Earlier this week, I went to a meeting with Carie Lamack. Her mother was killed on American Airlines flight 11, which crashed into the World Trade Center 10 years ago. She went on to co-found Families of September 11 and, later, the Global Survivors Network, which brings together survivors of terrorist attacks across the world and their family members. Her testimony is an international reminder about why the fight to combat terrorism is so important. Families are destroyed, individuals are left bereft and the effects last a lifetime.

I am sure that no one in your Lordships' House wants to see repeated the suffering of those terribly injured in the London transport attacks or the grief felt by those bereaved.
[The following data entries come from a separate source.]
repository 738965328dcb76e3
//! Test fixtures and response shapes

use serde::{Deserialize, Serialize};
use std::sync::atomic::{AtomicU64, Ordering};

static COUNTER: AtomicU64 = AtomicU64::new(1);

/// Get a unique suffix for test data
pub fn unique_suffix() -> u64 {
    COUNTER.fetch_add(1, Ordering::SeqCst)
}

pub const TEST_PASSWORD: &str = "hunter22";

/// Signup form body
#[derive(Debug, Clone, Serialize)]
pub struct SignupForm {
    pub username: String,
    pub email: String,
    pub password: String,
}

impl SignupForm {
    pub fn unique() -> Self {
        let suffix = unique_suffix();
        Self {
            username: format!("warbler{suffix}"),
            email: format!("warbler{suffix}@example.com"),
            password: TEST_PASSWORD.to_string(),
        }
    }
}

#[derive(Debug, Deserialize)]
pub struct CurrentUser {
    pub id: String,
    pub username: String,
    pub email: String,
}

#[derive(Debug, Deserialize)]
pub struct UserSummary {
    pub id: String,
    pub username: String,
}

#[derive(Debug, Deserialize)]
pub struct FollowList {
    pub user: UserSummary,
    pub users: Vec<UserSummary>,
}

#[derive(Debug, Deserialize)]
pub struct MessageBody {
    pub id: String,
    pub text: String,
    pub author_id: String,
}

#[derive(Debug, Deserialize)]
pub struct Profile {
    pub user: UserSummary,
    pub messages: Vec<MessageBody>,
    pub following_count: i64,
    pub followers_count: i64,
    pub is_following: bool,
    pub is_followed_by: bool,
}

#[derive(Debug, Deserialize)]
pub struct Timeline {
    pub messages: Vec<MessageBody>,
}

#[derive(Debug, Deserialize)]
pub struct ErrorEnvelope {
    pub error: ErrorBody,
}

#[derive(Debug, Deserialize)]
pub struct ErrorBody {
    pub code: String,
    pub message: String,
}
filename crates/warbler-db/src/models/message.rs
//! Message database model

use chrono::{DateTime, Utc};
use sqlx::FromRow;

/// Database model for messages table
#[derive(Debug, Clone, FromRow)]
pub struct MessageModel {
    pub id: i64,
    pub text: String,
    pub author_id: i64,
    pub created_at: DateTime<Utc>,
}
//! Server setup and initialization
//!
//! Wires storage and session backends from configuration and runs the server.

use std::sync::Arc;

use axum::Router;
use tokio::net::TcpListener;
use tracing::{info, warn};
use warbler_cache::{MemorySessionStore, RedisPool, RedisSessionStore};
use warbler_common::{AppConfig, AppError, SessionTokenService, StorageBackend};
use warbler_core::{
    FollowRepository, MessageRepository, SessionStore, SnowflakeGenerator, UserRepository,
};
use warbler_db::{
    create_pool, ensure_schema, MemoryStore, PgFollowRepository, PgMessageRepository,
    PgUserRepository,
};
use warbler_service::ServiceContextBuilder;

use crate::middleware::apply_middleware;
use crate::routes::create_router;
use crate::state::AppState;

type Repositories = (
    Arc<dyn UserRepository>,
    Arc<dyn FollowRepository>,
    Arc<dyn MessageRepository>,
);

/// Build the complete Axum application with all routes and middleware
pub fn create_app(state: AppState) -> Router {
    let router = create_router();
    let router = apply_middleware(router);
    router.with_state(state)
}

/// Initialize all dependencies and create AppState
pub async fn create_app_state(config: AppConfig) -> Result<AppState, AppError> {
    config
        .validate()
        .map_err(|e| AppError::Config(e.to_string()))?;

    let (user_repo, follow_repo, message_repo) = create_repositories(&config).await?;
    let session_store = create_session_store(&config).await?;

    let session_tokens = Arc::new(SessionTokenService::new(
        &config.session.secret,
        config.session.ttl_seconds,
    ));
    let snowflake_generator = Arc::new(SnowflakeGenerator::new(config.snowflake.worker_id));

    let service_context = ServiceContextBuilder::new()
        .user_repo(user_repo)
        .follow_repo(follow_repo)
        .message_repo(message_repo)
        .session_store(session_store)
        .session_tokens(session_tokens)
        .snowflake_generator(snowflake_generator)
        .message_max_length(config.messages.max_length)
        .build()
        .map_err(|e| AppError::Config(e.to_string()))?;

    Ok(AppState::new(service_context, config))
}

async fn create_repositories(config: &AppConfig) -> Result<Repositories, AppError> {
    match config.storage {
        StorageBackend::Postgres => {
            let db = config
                .database
                .as_ref()
                .ok_or_else(|| AppError::Config("DATABASE_URL is required".to_string()))?;

            info!("Connecting to PostgreSQL...");
            let pool = create_pool(&warbler_db::DatabaseConfig::from(db))
                .await
                .map_err(|e| AppError::Database(e.to_string()))?;
            ensure_schema(&pool)
                .await
                .map_err(|e| AppError::Database(e.to_string()))?;
            info!("PostgreSQL connection established");

            let user_repo: Arc<dyn UserRepository> = Arc::new(PgUserRepository::new(pool.clone()));
            let follow_repo: Arc<dyn FollowRepository> =
                Arc::new(PgFollowRepository::new(pool.clone()));
            let message_repo: Arc<dyn MessageRepository> =
                Arc::new(PgMessageRepository::new(pool));
            Ok((user_repo, follow_repo, message_repo))
        }
        StorageBackend::Memory => {
            warn!("Using in-memory storage; data is lost on restart");
            let store = Arc::new(MemoryStore::new());
            let user_repo: Arc<dyn UserRepository> = store.clone();
            let follow_repo: Arc<dyn FollowRepository> = store.clone();
            let message_repo: Arc<dyn MessageRepository> = store;
            Ok((user_repo, follow_repo, message_repo))
        }
    }
}

async fn create_session_store(config: &AppConfig) -> Result<Arc<dyn SessionStore>, AppError> {
    match &config.redis {
        Some(redis) => {
            info!("Connecting to Redis...");
            let pool = RedisPool::from_config(redis).map_err(|e| AppError::Cache(e.to_string()))?;
            pool.health_check()
                .await
                .map_err(|e| AppError::Cache(e.to_string()))?;
            info!("Redis connection established");
            Ok(Arc::new(RedisSessionStore::new(pool)))
        }
        None => {
            info!("REDIS_URL not set, keeping sessions in memory");
            Ok(Arc::new(MemorySessionStore::new()))
        }
    }
}

/// Serve `app` on an already bound listener until Ctrl-C
pub async fn run_server(app: Router, listener: TcpListener) -> Result<(), AppError> {
    let addr = listener
        .local_addr()
        .map_err(|e| AppError::Config(format!("Failed to read local address: {e}")))?;
    info!("Server listening on http://{}", addr);

    axum::serve(listener, app)
        .with_graceful_shutdown(shutdown_signal())
        .await
        .map_err(|e| AppError::Config(format!("Server error: {e}")))?;

    info!("Server stopped");
    Ok(())
}

/// Run the complete server with configuration
pub async fn run(config: AppConfig) -> Result<(), AppError> {
    let address = config.api.address();

    let state = create_app_state(config).await?;
    let app = create_app(state);

    let listener = TcpListener::bind(&address)
        .await
        .map_err(|e| AppError::Config(format!("Failed to bind to {address}: {e}")))?;

    run_server(app, listener).await
}

async fn shutdown_signal() {
    if let Err(e) = tokio::signal::ctrl_c().await {
        warn!(error = %e, "Failed to listen for shutdown signal");
        std::future::pending::<()>().await;
    }
    info!("Shutdown signal received");
}
//! User database model

use chrono::{DateTime, Utc};
use sqlx::FromRow;

/// Database model for users table (without the password hash)
#[derive(Debug, Clone, FromRow)]
pub struct UserModel {
    pub id: i64,
    pub username: String,
    pub email: String,
    pub image_url: Option<String>,
    pub header_image_url: Option<String>,
    pub bio: Option<String>,
    pub location: Option<String>,
    pub created_at: DateTime<Utc>,
}
//! Response types and error handling for HTTP endpoints
//!
//! Errors become JSON bodies of the form `{ "error": { code, message } }`,
//! except a missing session, which redirects the browser to the login page.

use axum::{
    http::{header, StatusCode},
    response::{IntoResponse, Response},
    Json,
};
use serde::Serialize;
use thiserror::Error;
use tracing::{debug, error};
use validator::ValidationErrors;
use warbler_common::AppError;
use warbler_core::DomainError;
use warbler_service::ServiceError;

/// Where anonymous callers of protected routes are sent
pub const LOGIN_PATH: &str = "/login";

/// API error type for consistent error responses
#[derive(Debug, Error)]
pub enum ApiError {
    #[error("{0}")]
    App(#[from] AppError),

    #[error("{0}")]
    Service(#[from] ServiceError),

    #[error("{0}")]
    Domain(#[from] DomainError),

    #[error("Validation error: {0}")]
    Validation(#[from] ValidationErrors),

    #[error("Invalid path parameter: {0}")]
    InvalidPath(String),

    #[error("Invalid request body: {0}")]
    InvalidBody(String),
}

impl ApiError {
    /// Get HTTP status code for this error
    #[must_use]
    pub fn status_code(&self) -> StatusCode {
        let code = match self {
            Self::App(e) => e.status_code(),
            Self::Service(e) => e.status_code(),
            Self::Domain(e) => e.status_code(),
            Self::Validation(_) | Self::InvalidPath(_) | Self::InvalidBody(_) => 400,
        };
        StatusCode::from_u16(code).unwrap_or(StatusCode::INTERNAL_SERVER_ERROR)
    }

    /// Get error code for API responses
    #[must_use]
    pub fn error_code(&self) -> &str {
        match self {
            Self::App(e) => e.error_code(),
            Self::Service(e) => e.error_code(),
            Self::Domain(e) => e.code(),
            Self::Validation(_) => "VALIDATION_ERROR",
            Self::InvalidPath(_) => "INVALID_PATH_PARAMETER",
            Self::InvalidBody(_) => "INVALID_BODY",
        }
    }

    /// The request needs a session and has none
    #[must_use]
    pub fn is_unauthenticated(&self) -> bool {
        match self {
            Self::Service(e) => e.is_unauthenticated(),
            Self::Domain(e) | Self::App(AppError::Domain(e)) => e.is_authentication(),
            _ => false,
        }
    }

    pub fn invalid_path(msg: impl Into<String>) -> Self {
        Self::InvalidPath(msg.into())
    }

    pub fn invalid_body(msg: impl Into<String>) -> Self {
        Self::InvalidBody(msg.into())
    }
}

/// Error response body
#[derive(Debug, Serialize)]
pub struct ErrorBody {
    pub error: ErrorDetail,
}

/// Error detail for API responses
#[derive(Debug, Serialize)]
pub struct ErrorDetail {
    pub code: String,
    pub message: String,
    #[serde(skip_serializing_if = "Option::is_none")]
    pub details: Option<serde_json::Value>,
}

impl IntoResponse for ApiError {
    fn into_response(self) -> Response {
        if self.is_unauthenticated() {
            debug!("No session, redirecting to login");
            return Found::to(LOGIN_PATH).into_response();
        }

        let status = self.status_code();
        let code = self.error_code().to_string();
        let message = self.to_string();

        if status.is_server_error() {
            error!(error = ?self, "Server error occurred");
        }

        let details = if let Self::Validation(errors) = &self {
            Some(serde_json::to_value(errors).unwrap_or_default())
        } else {
            None
        };

        let body = ErrorBody {
            error: ErrorDetail {
                code,
                message,
                details,
            },
        };

        (status, Json(body)).into_response()
    }
}

/// Type alias for API results
pub type ApiResult<T> = Result<T, ApiError>;

/// `302 Found` redirect.
///
/// `axum::response::Redirect` only offers 303, 307, and 308; browsers
/// following a form post treat 302 and 303 alike.
#[derive(Debug, Clone, PartialEq, Eq)]
pub struct Found(String);

impl Found {
    pub fn to(location: impl Into<String>) -> Self {
        Self(location.into())
    }

    pub fn location(&self) -> &str {
        &self.0
    }
}

impl IntoResponse for Found {
    fn into_response(self) -> Response {
        (StatusCode::FOUND, [(header::LOCATION, self.0)]).into_response()
    }
}
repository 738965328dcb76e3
//! In-process storage backend
//!
//! Used when `STORAGE_BACKEND=memory` and by service-level tests.

mod store;

pub use store::MemoryStore;
//! User service - user lookup and profile pages

use tracing::instrument;
use warbler_core::{DomainError, SessionContext, Snowflake, User};

use crate::dto::{CurrentUserResponse, MessageResponse, ProfileResponse, UserResponse};

use super::context::ServiceContext;
use super::error::{ServiceError, ServiceResult};
use super::follow::FollowService;
use super::message::MessageService;

pub struct UserService<'a> {
    ctx: &'a ServiceContext,
}

impl<'a> UserService<'a> {
    pub fn new(ctx: &'a ServiceContext) -> Self {
        Self { ctx }
    }

    /// Find a user or fail with `UserNotFound`
    pub async fn get_user(&self, user_id: Snowflake) -> ServiceResult<User> {
        self.ctx
            .user_repo()
            .find_by_id(user_id)
            .await?
            .ok_or_else(|| ServiceError::from(DomainError::UserNotFound(user_id)))
    }

    /// The signed-in user's own account
    #[instrument(skip(self))]
    pub async fn get_current_user(&self, user_id: Snowflake) -> ServiceResult<CurrentUserResponse> {
        let user = self.get_user(user_id).await?;
        Ok(CurrentUserResponse::from(&user))
    }

    /// Public profile of `user_id` as seen by `viewer`
    #[instrument(skip(self))]
    pub async fn get_profile(
        &self,
        viewer: SessionContext,
        user_id: Snowflake,
    ) -> ServiceResult<ProfileResponse> {
        let user = self.get_user(user_id).await?;

        let follows = FollowService::new(self.ctx);
        let (following_count, followers_count) = follows.counts(user_id).await?;

        let (is_following, is_followed_by) = match viewer.current_user_id() {
            Some(viewer_id) if viewer_id != user_id => (
                follows.is_following(viewer_id, user_id).await?,
                follows.is_followed_by(viewer_id, user_id).await?,
            ),
            _ => (false, false),
        };

        let messages = MessageService::new(self.ctx)
            .list_user_messages(user_id)
            .await?
            .into_iter()
            .map(MessageResponse::from)
            .collect();

        Ok(ProfileResponse {
            user: UserResponse::from(user),
            messages,
            following_count,
            followers_count,
            is_following,
            is_followed_by,
        })
    }
}
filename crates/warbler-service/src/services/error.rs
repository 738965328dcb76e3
//! Service layer error types

use std::fmt;
use warbler_common::AppError;
use warbler_core::DomainError;

/// Service layer error type
#[derive(Debug)]
pub enum ServiceError {
    /// Rule violation reported by the domain or a repository
    Domain(DomainError),

    /// Credential, token, or hashing failure
    App(AppError),

    /// Malformed request input
    Validation(String),

    /// `ServiceContextBuilder::build` was called without a required part
    MissingDependency(&'static str),
}

impl fmt::Display for ServiceError {
    fn fmt(&self, f: &mut fmt::Formatter<'_>) -> fmt::Result {
        match self {
            Self::Domain(e) => write!(f, "{e}"),
            Self::App(e) => write!(f, "{e}"),
            Self::Validation(msg) => write!(f, "Validation error: {msg}"),
            Self::MissingDependency(name) => write!(f, "{name} is required"),
        }
    }
}

impl std::error::Error for ServiceError {
    fn source(&self) -> Option<&(dyn std::error::Error + 'static)> {
        match self {
            Self::Domain(e) => Some(e),
            Self::App(e) => Some(e),
            Self::Validation(_) | Self::MissingDependency(_) => None,
        }
    }
}

impl ServiceError {
    pub fn validation(msg: impl Into<String>) -> Self {
        Self::Validation(msg.into())
    }

    /// HTTP-equivalent status
    pub fn status_code(&self) -> u16 {
        match self {
            Self::Domain(e) => e.status_code(),
            Self::App(e) => e.status_code(),
            Self::Validation(_) => 400,
            Self::MissingDependency(_) => 500,
        }
    }

    pub fn error_code(&self) -> &str {
        match self {
            Self::Domain(e) => e.code(),
            Self::App(e) => e.error_code(),
            Self::Validation(_) => "VALIDATION_ERROR",
            Self::MissingDependency(_) => "CONFIG_ERROR",
        }
    }

    /// True when the caller has no valid session
    pub fn is_unauthenticated(&self) -> bool {
        matches!(self, Self::Domain(e) if e.is_authentication())
    }
}

impl From<DomainError> for ServiceError {
    fn from(err: DomainError) -> Self {
        Self::Domain(err)
    }
}

impl From<AppError> for ServiceError {
    fn from(err: AppError) -> Self {
        match err {
            AppError::Domain(e) => Self::Domain(e),
            other => Self::App(other),
        }
    }
}

impl From<ServiceError> for AppError {
    fn from(err: ServiceError) -> Self {
        match err {
            ServiceError::Domain(e) => AppError::Domain(e),
            ServiceError::App(e) => e,
            ServiceError::Validation(msg) => AppError::Validation(msg),
            ServiceError::MissingDependency(name) => AppError::Config(format!("{name} is required")),
        }
    }
}

/// Result type for service operations
pub type ServiceResult<T> = Result<T, ServiceError>;
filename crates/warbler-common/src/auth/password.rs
//! Password hashing and verification (Argon2id)

use argon2::{
    password_hash::{rand_core::OsRng, PasswordHash, PasswordHasher, PasswordVerifier, SaltString},
    Argon2,
};

use crate::error::AppError;

/// Password hasher shared through the service context
#[derive(Clone, Default)]
pub struct PasswordService {
    argon2: Argon2<'static>,
}

impl std::fmt::Debug for PasswordService {
    fn fmt(&self, f: &mut std::fmt::Formatter<'_>) -> std::fmt::Result {
        f.debug_struct("PasswordService").finish_non_exhaustive()
    }
}

impl PasswordService {
    #[must_use]
    pub fn new() -> Self {
        Self::default()
    }

    /// Hash a password with a fresh random salt
    ///
    /// # Errors
    /// Returns an error if hashing fails
    pub fn hash(&self, password: &str) -> Result<String, AppError> {
        let salt = SaltString::generate(&mut OsRng);

        self.argon2
            .hash_password(password.as_bytes(), &salt)
            .map(|hash| hash.to_string())
            .map_err(|e| AppError::internal(anyhow::anyhow!("Password hashing failed: {e}")))
    }

    /// Verify a password against a stored PHC hash
    ///
    /// # Errors
    /// Returns an error if the stored hash is malformed
    pub fn verify(&self, password: &str, hash: &str) -> Result<bool, AppError> {
        let parsed_hash = PasswordHash::new(hash)
            .map_err(|e| AppError::internal(anyhow::anyhow!("Invalid password hash format: {e}")))?;

        Ok(self
            .argon2
            .verify_password(password.as_bytes(), &parsed_hash)
            .is_ok())
    }

    /// Verify a password and return an error if invalid
    ///
    /// # Errors
    /// Returns `AppError::InvalidCredentials` if the password doesn't match
    pub fn verify_or_error(&self, password: &str, hash: &str) -> Result<(), AppError> {
        if self.verify(password, hash)? {
            Ok(())
        } else {
            Err(AppError::InvalidCredentials)
        }
    }
}
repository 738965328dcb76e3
//! Per-request authentication state

use crate::error::DomainError;
use crate::value_objects::Snowflake;

/// Who is making the current request.
///
/// Derived once per inbound request from its session token and threaded
/// explicitly into every operation that needs an identity.
#[derive(Debug, Clone, Copy, PartialEq, Eq, Default)]
pub enum SessionContext {
    #[default]
    Anonymous,
    Authenticated(Snowflake),
}

impl SessionContext {
    /// The bound user, if any
    #[inline]
    pub fn current_user_id(&self) -> Option<Snowflake> {
        match self {
            Self::Anonymous => None,
            Self::Authenticated(user_id) => Some(*user_id),
        }
    }

    #[inline]
    pub fn is_authenticated(&self) -> bool {
        matches!(self, Self::Authenticated(_))
    }

    /// Return the bound user or fail with `Unauthenticated`
    pub fn require_auth(&self) -> Result<Snowflake, DomainError> {
        self.current_user_id().ok_or(DomainError::Unauthenticated)
    }
}

impl From<Option<Snowflake>> for SessionContext {
    fn from(user_id: Option<Snowflake>) -> Self {
        user_id.map_or(Self::Anonymous, Self::Authenticated)
    }
}
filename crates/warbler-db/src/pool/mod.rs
//! Database connection pool management

mod postgres;

pub use postgres::{create_pool, ensure_schema, DatabaseConfig};

// Re-export PgPool for convenience
pub use sqlx::postgres::PgPool;
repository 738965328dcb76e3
//! Response DTOs
//!
//! Snowflake IDs are serialized as strings for JavaScript compatibility.

use chrono::{DateTime, Utc};
use serde::Serialize;

// ============================================================================
// User Responses
// ============================================================================

/// Public user fields
#[derive(Debug, Clone, PartialEq, Eq, Serialize)]
pub struct UserResponse {
    pub id: String,
    pub username: String,
    pub image_url: String,
    pub header_image_url: String,
    #[serde(skip_serializing_if = "Option::is_none")]
    pub bio: Option<String>,
    #[serde(skip_serializing_if = "Option::is_none")]
    pub location: Option<String>,
    pub created_at: DateTime<Utc>,
}

/// The signed-in user, including private fields
#[derive(Debug, Clone, Serialize)]
pub struct CurrentUserResponse {
    pub id: String,
    pub username: String,
    pub email: String,
    pub image_url: String,
    pub created_at: DateTime<Utc>,
}

/// A user's followers or the users they follow
#[derive(Debug, Clone, Serialize)]
pub struct FollowListResponse {
    pub user: UserResponse,
    pub users: Vec<UserResponse>,
}

/// Profile page: the user, their recent messages, and the viewer's relationship
#[derive(Debug, Clone, Serialize)]
pub struct ProfileResponse {
    pub user: UserResponse,
    pub messages: Vec<MessageResponse>,
    pub following_count: i64,
    pub followers_count: i64,
    /// Viewer follows this user (false for anonymous viewers)
    pub is_following: bool,
    /// This user follows the viewer (false for anonymous viewers)
    pub is_followed_by: bool,
}

// ============================================================================
// Message Responses
// ============================================================================

#[derive(Debug, Clone, PartialEq, Eq, Serialize)]
pub struct MessageResponse {
    pub id: String,
    pub text: String,
    pub author_id: String,
    pub created_at: DateTime<Utc>,
}

/// Home page feed
#[derive(Debug, Clone, Serialize)]
pub struct TimelineResponse {
    pub messages: Vec<MessageResponse>,
}

// ============================================================================
// Auth Responses
// ============================================================================

/// Result of signup or login: a signed session token for the client
#[derive(Debug, Clone, Serialize)]
pub struct SessionGrant {
    pub token: String,
    pub expires_at: DateTime<Utc>,
    pub user: CurrentUserResponse,
}

// ============================================================================
// Health
// ============================================================================

#[derive(Debug, Serialize)]
pub struct HealthResponse {
    pub status: &'static str,
    pub version: &'static str,
    pub storage: &'static str,
    pub sessions: &'static str,
}

impl HealthResponse {
    pub fn healthy(storage: &'static str, sessions: &'static str) -> Self {
        Self {
            status: "healthy",
            version: env!("CARGO_PKG_VERSION"),
            storage,
            sessions,
        }
    }
}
That is why it is the paramount duty of Governments to protect the security of their citizens, to protect those citizens' right to life and to protect all of us against terrorism.

The problem that government faces is simple to state but not easy to resolve. In essence, it is this: what does the Home Secretary do about those individuals who pose a serious risk to the lives of British citizens but against whom there is insufficient evidence to bring them before a court charged with a terrorist offence? The evidence may not be admissible in British courts or it may rely on material gathered by UK intelligence agencies that would compromise the safety and security of others if it were publicly disclosed, or it is derived from intelligence from overseas agencies provided on the basis that it must not be disclosed. Yet a responsible Home Secretary cannot ignore that those individuals pose a significant risk, cannot turn a blind eye to the threat that is there and cannot fail to take some action to protect the rest of us. To do nothing would be a dereliction of that responsibility to protect the public. Control orders were an attempt to provide us with that protection in the very small number of cases where no other action is possible, and it is a power that has been rarely used, despite the dire warnings that were issued when it was first proposed.

This Bill, however, is nothing more than a shoddy compromise which weakens our security, yet does nothing to satisfy those with concerns about civil liberties. Despite what the noble Lord, Lord Howard, has just said, I think that it is a compromise that demonstrates the weakness of the Government as they try to square the circle between the two wings of the coalition, epitomised by a Liberal Democrat Deputy Prime Minister and a Conservative Home Secretary—trying to reconcile the irreconcilable. The current control order regime is not, of course, satisfactory—it is already a compromise. No one has ever seriously tried to pretend that it was satisfactory. However, it was an honest attempt by the previous Government to reach that compromise—to balance the free and liberal tradition of this country with the need for security.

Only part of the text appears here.